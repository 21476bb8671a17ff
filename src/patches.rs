//! Overlapping-patch extraction, merging, and noise estimation.
//!
//! Patches are scanned row-major over a grid of window offsets. The grid
//! always includes the final offset along each axis even when the image
//! extent is not a multiple of the shift, so every pixel is covered by at
//! least one patch and `merge_patches` can reconstruct the full image.

use ndarray::{Array2, ArrayView2};

use crate::config::MergeStrategy;
use crate::error::{GmmError, Result};
use crate::float_trait::GmmFloat;

/// Scale from the median absolute deviation to the standard deviation of a
/// Gaussian.
const MAD_TO_SIGMA: f64 = 1.4826;

/// Window offsets along one axis: multiples of `shift`, plus the final
/// offset `extent - window` when the stride does not land on it.
fn grid_positions(extent: usize, window: usize, shift: usize) -> Vec<usize> {
    let last = extent - window;
    let mut positions: Vec<usize> = (0..=last).step_by(shift).collect();
    if *positions.last().unwrap() != last {
        positions.push(last);
    }
    positions
}

fn validate_geometry(
    image_shape: (usize, usize),
    patch_shape: (usize, usize),
    shift: usize,
) -> Result<()> {
    if shift == 0 {
        return Err(GmmError::InvalidConfig {
            parameter: "shift".into(),
            message: "patch shift must be at least 1".into(),
        });
    }
    if patch_shape.0 == 0 || patch_shape.1 == 0 {
        return Err(GmmError::InvalidConfig {
            parameter: "patch_shape".into(),
            message: "patch dimensions must be nonzero".into(),
        });
    }
    if patch_shape.0 > image_shape.0 || patch_shape.1 > image_shape.1 {
        return Err(GmmError::InvalidConfig {
            parameter: "patch_shape".into(),
            message: format!(
                "patch {}x{} exceeds image {}x{}",
                patch_shape.0, patch_shape.1, image_shape.0, image_shape.1
            ),
        });
    }
    Ok(())
}

/// Extract all overlapping patches as rows of an `N x D` matrix.
///
/// Each patch is flattened row-major; patches are ordered by their top-left
/// corner, rows before columns.
pub fn extract_patches<F: GmmFloat>(
    image: ArrayView2<F>,
    patch_shape: (usize, usize),
    shift: usize,
) -> Result<Array2<F>> {
    validate_geometry(image.dim(), patch_shape, shift)?;
    let (pr, pc) = patch_shape;
    let rows = grid_positions(image.nrows(), pr, shift);
    let cols = grid_positions(image.ncols(), pc, shift);

    let mut patches = Array2::zeros((rows.len() * cols.len(), pr * pc));
    let mut n = 0;
    for &r in &rows {
        for &c in &cols {
            let window = image.slice(ndarray::s![r..r + pr, c..c + pc]);
            for (j, &v) in window.iter().enumerate() {
                patches[[n, j]] = v;
            }
            n += 1;
        }
    }
    Ok(patches)
}

/// Reassemble an image from (typically denoised) overlapping patches.
///
/// `patches` must have the exact row count and width that
/// [`extract_patches`] produces for this geometry. Overlapping
/// contributions to a pixel are combined per `strategy`.
pub fn merge_patches<F: GmmFloat>(
    patches: ArrayView2<F>,
    image_shape: (usize, usize),
    patch_shape: (usize, usize),
    shift: usize,
    strategy: MergeStrategy,
) -> Result<Array2<F>> {
    validate_geometry(image_shape, patch_shape, shift)?;
    let (pr, pc) = patch_shape;
    let rows = grid_positions(image_shape.0, pr, shift);
    let cols = grid_positions(image_shape.1, pc, shift);

    let expected = rows.len() * cols.len();
    if patches.nrows() != expected {
        return Err(GmmError::DimensionMismatch {
            expected,
            actual: patches.nrows(),
        });
    }
    if patches.ncols() != pr * pc {
        return Err(GmmError::DimensionMismatch {
            expected: pr * pc,
            actual: patches.ncols(),
        });
    }

    match strategy {
        MergeStrategy::Mean => {
            let mut sum = Array2::<F>::zeros(image_shape);
            let mut count = Array2::<F>::zeros(image_shape);
            let mut n = 0;
            for &r in &rows {
                for &c in &cols {
                    let patch = patches.row(n);
                    for i in 0..pr {
                        for j in 0..pc {
                            sum[[r + i, c + j]] += patch[i * pc + j];
                            count[[r + i, c + j]] += F::one();
                        }
                    }
                    n += 1;
                }
            }
            Ok(ndarray::Zip::from(&sum)
                .and(&count)
                .map_collect(|&s, &k| s / k))
        }
        MergeStrategy::Median => {
            let mut stacks: Vec<Vec<F>> =
                vec![Vec::new(); image_shape.0 * image_shape.1];
            let mut n = 0;
            for &r in &rows {
                for &c in &cols {
                    let patch = patches.row(n);
                    for i in 0..pr {
                        for j in 0..pc {
                            stacks[(r + i) * image_shape.1 + (c + j)]
                                .push(patch[i * pc + j]);
                        }
                    }
                    n += 1;
                }
            }
            let mut out = Array2::zeros(image_shape);
            for (idx, stack) in stacks.iter_mut().enumerate() {
                out[[idx / image_shape.1, idx % image_shape.1]] =
                    median_of_slice(stack);
            }
            Ok(out)
        }
    }
}

/// Robust estimate of the observation noise standard deviation.
///
/// Uses the MAD of horizontal adjacent-pixel differences; the difference of
/// two independent noise samples carries twice the noise variance, hence the
/// sqrt(2) correction. Smooth image content contributes little to the
/// median, so structure does not inflate the estimate the way a variance
/// would.
pub fn estimate_noise_sigma<F: GmmFloat>(image: ArrayView2<F>) -> F {
    let (rows, cols) = image.dim();
    if cols < 2 {
        return F::zero();
    }
    let mut diffs: Vec<F> = Vec::with_capacity(rows * (cols - 1));
    for r in 0..rows {
        for c in 0..cols - 1 {
            diffs.push(image[[r, c + 1]] - image[[r, c]]);
        }
    }
    let center = median_of_slice(&mut diffs);
    let mut deviations: Vec<F> = diffs.iter().map(|&d| (d - center).abs()).collect();
    let mad = median_of_slice(&mut deviations);
    mad * F::from_f64_c(MAD_TO_SIGMA) / F::from_f64_c(2.0).sqrt()
}

/// O(n) median via select_nth_unstable; averages the two central elements
/// for even lengths.
fn median_of_slice<F: GmmFloat>(data: &mut [F]) -> F {
    let len = data.len();
    if len == 0 {
        return F::zero();
    }
    let mid = len / 2;
    let (_, &mut median, _) = data.select_nth_unstable_by(mid, |a, b| {
        a.partial_cmp(b).unwrap_or(std::cmp::Ordering::Equal)
    });
    if len % 2 == 1 {
        median
    } else {
        // The partition leaves everything before mid <= the median.
        let below = data[..mid]
            .iter()
            .fold(F::neg_infinity(), |a, &b| a.max(b));
        (below + median) / F::from_f64_c(2.0)
    }
}
//! Configuration surface for model construction, fitting, and denoising.
//!
//! Every config carries a `validate()` that is checked before any iteration
//! starts, so configuration errors never surface mid-fit.

use ndarray::{Array1, Array2, Array3};

use crate::error::{GmmError, Result};
use crate::float_trait::GmmFloat;

// =============================================================================
// Constants
// =============================================================================

/// Default number of mixture components.
const DEFAULT_COMPONENTS: usize = 100;

/// Default factor dimensionality H (Factor covariance only).
const DEFAULT_FACTOR_DIM: usize = 5;

/// Default covariance regularization strength.
const DEFAULT_REG_COVAR: f64 = 1e-3;

/// Default convergence threshold on the relative free-energy change.
const DEFAULT_EPS: f64 = 1e-4;

/// Default truncation width C' of the per-patch candidate sets.
pub(crate) const DEFAULT_TRUNCATION: usize = 3;

/// Default candidate-refresh period G, in outer iterations.
const DEFAULT_REFRESH_PERIOD: usize = 15;

/// Default number of E/M epochs per outer iteration.
const DEFAULT_INNER_EPOCHS: usize = 1;

/// Default patch shape (rows, cols) for the denoising pipeline.
const DEFAULT_PATCH_SHAPE: (usize, usize) = (12, 12);

/// Default shift between neighboring patches.
const DEFAULT_PATCH_SHIFT: usize = 1;

// =============================================================================
// Enums
// =============================================================================

/// Covariance parameterization of the mixture components.
///
/// Selected once at model construction and never switched at runtime.
#[derive(Debug, Clone, Copy, PartialEq, Eq, Default)]
pub enum CovarianceKind {
    /// Single scalar variance per component.
    Isotropic,
    /// One positive variance per dimension.
    #[default]
    Diagonal,
    /// Low-rank factor loadings plus diagonal noise (mixture of factor
    /// analyzers): the implied covariance A*A^T + diag(psi) is never
    /// materialized.
    Factor,
    /// Dense symmetric positive-definite D x D matrix.
    Full,
}

impl CovarianceKind {
    /// Whether the M-step needs full weighted outer products, or
    /// per-dimension second moments suffice.
    pub fn needs_scatter(self) -> bool {
        matches!(self, CovarianceKind::Factor | CovarianceKind::Full)
    }
}

/// Similarity measure used to rank components during candidate refresh.
#[derive(Debug, Clone, Copy, PartialEq, Eq, Default)]
pub enum SimMeasure {
    /// KL divergence from the patch's Dirac measure to the component
    /// predictive distribution. Reduces to ranking by the component
    /// log-density, priors ignored.
    #[default]
    Kl,
    /// Faster proxy: rank by the unnormalized log-posterior
    /// log(pi_k) + log N(x | k).
    Posterior,
}

/// Aggregation strategy for overlapping patch reconstructions.
#[derive(Debug, Clone, Copy, PartialEq, Eq, Default)]
pub enum MergeStrategy {
    /// Per-pixel arithmetic mean of all overlapping reconstructions.
    Mean,
    /// Per-pixel median of all overlapping reconstructions.
    #[default]
    Median,
}

// =============================================================================
// Initialization overrides
// =============================================================================

/// Initial mixture priors: a strategy tag or a precomputed array.
#[derive(Debug, Clone, Default)]
pub enum PriorInit<F: GmmFloat> {
    /// Uniform 1/C priors.
    #[default]
    Flat,
    /// Estimated from the hard assignment counts of the sampled seeds.
    SeedCounts,
    /// Caller-provided priors of length C (will be normalized).
    Given(Array1<F>),
}

/// Initial component means: a strategy tag or a precomputed array.
#[derive(Debug, Clone, Default)]
pub enum MeanInit<F: GmmFloat> {
    /// Assumption-free K-MC^2 seeding (Markov-chain approximate
    /// farthest-point sampling).
    #[default]
    Afkmc2,
    /// Caller-provided C x D mean matrix.
    Given(Array2<F>),
}

/// Initial factor loadings (Factor covariance only).
#[derive(Debug, Clone, Default)]
pub enum LoadingInit<F: GmmFloat> {
    /// Uniform in [-1, 1], scaled to the data's empirical variance.
    #[default]
    ScaledUniform,
    /// Caller-provided C x D x H loading tensor.
    Given(Array3<F>),
}

/// Initial variances: a strategy tag or a precomputed array.
#[derive(Debug, Clone, Default)]
pub enum VarianceInit<F: GmmFloat> {
    /// Empirical per-dimension variance of the dataset (its mean for the
    /// isotropic backend).
    #[default]
    DataVariance,
    /// Caller-provided per-dimension variances of length D.
    Given(Array1<F>),
}

// =============================================================================
// Configs
// =============================================================================

/// Structural configuration of the mixture model.
#[derive(Debug, Clone)]
pub struct ModelConfig<F: GmmFloat> {
    /// Number of mixture components C. Default: 100
    pub components: usize,
    /// Covariance parameterization. Default: Diagonal
    pub covariance: CovarianceKind,
    /// Factor dimensionality H, used only by the Factor backend. Default: 5
    pub factor_dim: usize,
    /// When true all components alias one covariance object; only means and
    /// priors vary per component. Default: false
    pub shared: bool,
    /// Regularization added to variances / diagonals before factorization.
    /// Default: 1e-3
    pub reg_covar: F,
    /// Prior initialization strategy or values.
    pub prior_init: PriorInit<F>,
    /// Mean initialization strategy or values.
    pub mean_init: MeanInit<F>,
    /// Loading initialization strategy or values (Factor only).
    pub loading_init: LoadingInit<F>,
    /// Variance initialization strategy or values.
    pub variance_init: VarianceInit<F>,
}

impl<F: GmmFloat> Default for ModelConfig<F> {
    fn default() -> Self {
        Self {
            components: DEFAULT_COMPONENTS,
            covariance: CovarianceKind::default(),
            factor_dim: DEFAULT_FACTOR_DIM,
            shared: false,
            reg_covar: F::from_f64_c(DEFAULT_REG_COVAR),
            prior_init: PriorInit::default(),
            mean_init: MeanInit::default(),
            loading_init: LoadingInit::default(),
            variance_init: VarianceInit::default(),
        }
    }
}

impl<F: GmmFloat> ModelConfig<F> {
    /// Create a new configuration with default values.
    pub fn new() -> Self {
        Self::default()
    }

    /// Validate against the data dimensionality D.
    pub fn validate(&self, dim: usize) -> Result<()> {
        if self.components == 0 {
            return Err(invalid("components", "must be > 0"));
        }
        if dim == 0 {
            return Err(invalid("dim", "patch dimensionality must be > 0"));
        }
        if self.covariance == CovarianceKind::Factor {
            if self.factor_dim == 0 {
                return Err(invalid("factor_dim", "must be > 0"));
            }
            if self.factor_dim >= dim {
                return Err(invalid(
                    "factor_dim",
                    "must be smaller than the patch dimensionality",
                ));
            }
        }
        if self.reg_covar < F::zero() {
            return Err(invalid("reg_covar", "must be >= 0"));
        }
        if let PriorInit::Given(p) = &self.prior_init {
            if p.len() != self.components {
                return Err(invalid("prior_init", "length must equal components"));
            }
            if p.iter().any(|&v| v < F::zero()) || p.sum() <= F::zero() {
                return Err(invalid("prior_init", "must be non-negative with positive sum"));
            }
        }
        if let MeanInit::Given(m) = &self.mean_init {
            if m.dim() != (self.components, dim) {
                return Err(invalid("mean_init", "shape must be (components, dim)"));
            }
        }
        if let LoadingInit::Given(a) = &self.loading_init {
            if a.dim() != (self.components, dim, self.factor_dim) {
                return Err(invalid(
                    "loading_init",
                    "shape must be (components, dim, factor_dim)",
                ));
            }
        }
        if let VarianceInit::Given(v) = &self.variance_init {
            if v.len() != dim {
                return Err(invalid("variance_init", "length must equal dim"));
            }
            if v.iter().any(|&x| x <= F::zero()) {
                return Err(invalid("variance_init", "must be strictly positive"));
            }
        }
        Ok(())
    }
}

/// Configuration of the truncated variational EM fitter.
#[derive(Debug, Clone)]
pub struct FitConfig<F: GmmFloat> {
    /// Convergence threshold on the relative free-energy change. Default: 1e-4
    pub eps: F,
    /// Outer iteration limit; None runs until eps-convergence only.
    /// Default: None
    pub limit: Option<usize>,
    /// Truncation width C' of the per-patch candidate sets. Default: 3
    pub truncation: usize,
    /// Candidate-refresh period G, in outer iterations. Default: 15
    pub refresh_period: usize,
    /// Number of E/M epochs per outer iteration. Default: 1
    pub inner_epochs: usize,
    /// Winner-take-all responsibilities instead of the softmax. Default: false
    pub hard: bool,
    /// Similarity measure for candidate refresh. Default: Kl
    pub sim_measure: SimMeasure,
    /// Run a cheaper reduced pass first to seed the main fit. Default: false
    pub use_pretrainer: bool,
    /// Seed for all randomness of the fit. Default: 0
    pub seed: u64,
    /// Print per-iteration free energy to stderr. Default: false
    pub verbose: bool,
}

impl<F: GmmFloat> Default for FitConfig<F> {
    fn default() -> Self {
        Self {
            eps: F::from_f64_c(DEFAULT_EPS),
            limit: None,
            truncation: DEFAULT_TRUNCATION,
            refresh_period: DEFAULT_REFRESH_PERIOD,
            inner_epochs: DEFAULT_INNER_EPOCHS,
            hard: false,
            sim_measure: SimMeasure::default(),
            use_pretrainer: false,
            seed: 0,
            verbose: false,
        }
    }
}

impl<F: GmmFloat> FitConfig<F> {
    /// Create a new configuration with default values.
    pub fn new() -> Self {
        Self::default()
    }

    /// Validate against the component count C.
    pub fn validate(&self, components: usize) -> Result<()> {
        if self.eps <= F::zero() {
            return Err(invalid("eps", "must be > 0"));
        }
        if self.truncation == 0 {
            return Err(invalid("truncation", "must be > 0"));
        }
        if self.truncation > components {
            return Err(invalid(
                "truncation",
                "must not exceed the component count",
            ));
        }
        if self.refresh_period == 0 {
            return Err(invalid("refresh_period", "must be > 0"));
        }
        if self.inner_epochs == 0 {
            return Err(invalid("inner_epochs", "must be > 0"));
        }
        if let Some(limit) = self.limit {
            if limit == 0 {
                return Err(invalid("limit", "must be > 0 when set"));
            }
        }
        Ok(())
    }
}

/// Configuration of the patch pipeline around the estimator.
#[derive(Debug, Clone)]
pub struct DenoiseConfig<F: GmmFloat> {
    /// Patch shape (rows, cols). Default: (12, 12)
    pub patch_shape: (usize, usize),
    /// Shift between neighboring patches. Default: 1
    pub shift: usize,
    /// Observation noise standard deviation; None estimates it from the
    /// noisy image. Default: None
    pub noise_sigma: Option<F>,
    /// Overlap aggregation strategy. Default: Median
    pub merge: MergeStrategy,
}

impl<F: GmmFloat> Default for DenoiseConfig<F> {
    fn default() -> Self {
        Self {
            patch_shape: DEFAULT_PATCH_SHAPE,
            shift: DEFAULT_PATCH_SHIFT,
            noise_sigma: None,
            merge: MergeStrategy::default(),
        }
    }
}

impl<F: GmmFloat> DenoiseConfig<F> {
    /// Create a new configuration with default values.
    pub fn new() -> Self {
        Self::default()
    }

    /// Validate the pipeline parameters.
    pub fn validate(&self) -> Result<()> {
        let (ph, pw) = self.patch_shape;
        if ph == 0 || pw == 0 {
            return Err(invalid("patch_shape", "both dimensions must be > 0"));
        }
        if self.shift == 0 {
            return Err(invalid("shift", "must be > 0"));
        }
        if let Some(sigma) = self.noise_sigma {
            if sigma < F::zero() {
                return Err(invalid("noise_sigma", "must be >= 0"));
            }
        }
        Ok(())
    }
}

fn invalid(parameter: &str, message: &str) -> GmmError {
    GmmError::InvalidConfig {
        parameter: parameter.into(),
        message: message.into(),
    }
}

**What the task requires:**
From the first line above through the line that contains "when the image", quote each line exactly. Output nothing more.

**Solution for this task:**
repository 21476bb8671a17ff
filename src/patches.rs
//! Overlapping-patch extraction, merging, and noise estimation.
//!
//! Patches are scanned row-major over a grid of window offsets. The grid
//! always includes the final offset along each axis even when the image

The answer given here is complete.